Moving more than you are currently is a great place to start. You can significantly improve your overall health by making small lifestyle adjustments like incorporating movement into your daily commute or planning ‘walking’ phone meetings. It’s important to note that whether it’s cardiovascular training or strength training you will have greater leaps of progress with less effort as a beginner in comparison to a trained individual.

Studies show that improvements with strength training occur with as little as one session per week however the results dramatically increase when training is boosted to 3 times per week. Beginners will see very fast strength gains which can be noticed in the first couple of weeks. In comparison, more experienced people require a consistent 8-12 week training block to see results.

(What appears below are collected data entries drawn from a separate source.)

//! Shading models: ambient, Lambertian diffuse, and their composition.

use lumo_math::{Point3, Vec3};
use lumo_scene::{rgb, Light, NodeId, RayColor, SceneGraph};

/// Fixed ambient coefficient, the POV-Ray default. Stands in for all the
/// indirect light a real room full of diffuse reflectors would scatter
/// into shadows.
const AMBIENT: f64 = 0.1;

/// A shading model.
///
/// A shader is a pure function of the struck object, the whole scene (as
/// the root every shadow ray is cast against), the lights, and the local
/// intersection frame. The returned channels are unclamped; quantization
/// to the pixel type happens at the sink.
pub trait Shader: Send + Sync {
    /// Color contribution at an intersection.
    ///
    /// `struck` is the leaf primitive that was hit, `root` the scene's
    /// object tree (which contains `struck` too), `point` the world-space
    /// intersection, `view` the normalized incoming ray direction, and
    /// `normal` the normalized surface normal.
    #[allow(clippy::too_many_arguments)]
    fn shade(
        &self,
        graph: &SceneGraph,
        struck: NodeId,
        root: NodeId,
        lights: &[Light],
        point: &Point3,
        view: &Vec3,
        normal: &Vec3,
    ) -> RayColor;

    /// Per-frame setup hook. Most shaders have nothing to cache.
    fn prepare_render(&mut self) {}
}

/// Faked ambient light: a fixed fraction of the intrinsic color,
/// independent of any light source, so shadows are dim instead of black.
#[derive(Debug, Default)]
pub struct AmbientShader;

impl Shader for AmbientShader {
    fn shade(
        &self,
        graph: &SceneGraph,
        struck: NodeId,
        _root: NodeId,
        _lights: &[Light],
        point: &Point3,
        _view: &Vec3,
        _normal: &Vec3,
    ) -> RayColor {
        match graph.eval_pigment(struck, point) {
            Some(color) => AMBIENT * rgb(&color),
            None => RayColor::zeros(),
        }
    }
}

/// Lambertian diffuse reflection: per light, a shadow ray decides
/// visibility, then the contribution scales with the cosine between the
/// normal and the light direction. Back-facing points (cosine ≤ 0) get
/// exactly nothing.
#[derive(Debug, Default)]
pub struct DiffuseShader;

impl Shader for DiffuseShader {
    fn shade(
        &self,
        graph: &SceneGraph,
        struck: NodeId,
        root: NodeId,
        lights: &[Light],
        point: &Point3,
        _view: &Vec3,
        normal: &Vec3,
    ) -> RayColor {
        let mut result = RayColor::zeros();
        let Some(color) = graph.eval_pigment(struck, point) else {
            return result;
        };
        for light in lights {
            let shadow = light.ray_to(point);
            let visible = light.amount_visible(graph, root, &shadow);
            if visible > 0.0 {
                let dot = normal.dot(&shadow.direction.normalize());
                if dot > 0.0 {
                    result +=
                        visible * dot * rgb(&color).component_mul(&rgb(&light.color));
                }
            }
        }
        result
    }
}

/// An ordered list of shaders whose outputs sum. Keeps each shading
/// model separate while running them all per pixel.
#[derive(Default)]
pub struct CompositeShader {
    shaders: Vec<Box<dyn Shader>>,
}

impl CompositeShader {
    /// Empty composite.
    pub fn new() -> Self {
        Self::default()
    }

    /// Append a shader.
    pub fn add(&mut self, shader: Box<dyn Shader>) -> &mut Self {
        self.shaders.push(shader);
        self
    }
}

impl Shader for CompositeShader {
    fn shade(
        &self,
        graph: &SceneGraph,
        struck: NodeId,
        root: NodeId,
        lights: &[Light],
        point: &Point3,
        view: &Vec3,
        normal: &Vec3,
    ) -> RayColor {
        let mut result = RayColor::zeros();
        for shader in &self.shaders {
            result += shader.shade(graph, struck, root, lights, point, view, normal);
        }
        result
    }

    fn prepare_render(&mut self) {
        for shader in &mut self.shaders {
            shader.prepare_render();
        }
    }
}

/// The ambient + diffuse composite that emulates the core POV-Ray
/// shading model.
pub fn pov_shader() -> CompositeShader {
    let mut shader = CompositeShader::new();
    shader
        .add(Box::new(AmbientShader))
        .add(Box::new(DiffuseShader));
    shader
}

Similarly, studies found that you need to be training for 30 minutes for cardiovascular improvements, and do so at least 3 times a week for an 8–12 week block. While frequencies of twice per week can result in cardiovascular improvements initially, sessions must be increased to 3 times per week to avoid plateaus.

Consistency

Keep up the stimulus. Focus on maintaining consistency week by week. You are better off training 2–3 times per week regularly, as opposed to 8 times one week and none the next. Develop a routine you can maintain and stick to as much as possible.

Progressive overload

Once the consistency is in place, it’s time to ramp up the intensity. This may be by adding sets or changing repetitions, increasing the weight or reducing the rest intervals. (For cardiovascular training, for example, you might increase work-to-rest ratios or choose more challenging conditions). Progressive overload is important in continually increasing the demand on the body, as it creates a need for the body to respond and develop through adaptation.

Exercise choices
Many people waste time during their workout with poor exercise choices. If you’re time-poor and want the most bang-for-your-buck, focus on exercises that use as many large muscle groups as possible. Aim to include compound exercises like squats, deadlifts, bench press, pull ups, and overhead presses in your workouts. And try interval training for an efficient way to improve cardiovascular fitness, speed and power.

Rest & recovery

If your body is already highly stressed, adding extra training volume often becomes stress-inducing rather than a stress relief — overload can be counter-productive to results if you are too close to your edge. Appropriate time for rest and recovery means your body has enough time to bounce back and make the necessary training adaptations it requires before your next workout. Listen to your body and stick to at least one full rest day per week. This may need to be increased during particularly stressful chapters of your life where work and family demands are high.

Whether you are just starting out or driving towards an epic fitness goal, remember, more is not always better. Sticking to a balanced routine is a great long-term approach that will help you become stronger and fitter without the risk of burnout. By training smarter, not harder, and making room for those all-important rest days, you’ll find exercise much more sustainable and fun. And you’ll never want to touch a stand-alone 12 week challenge again.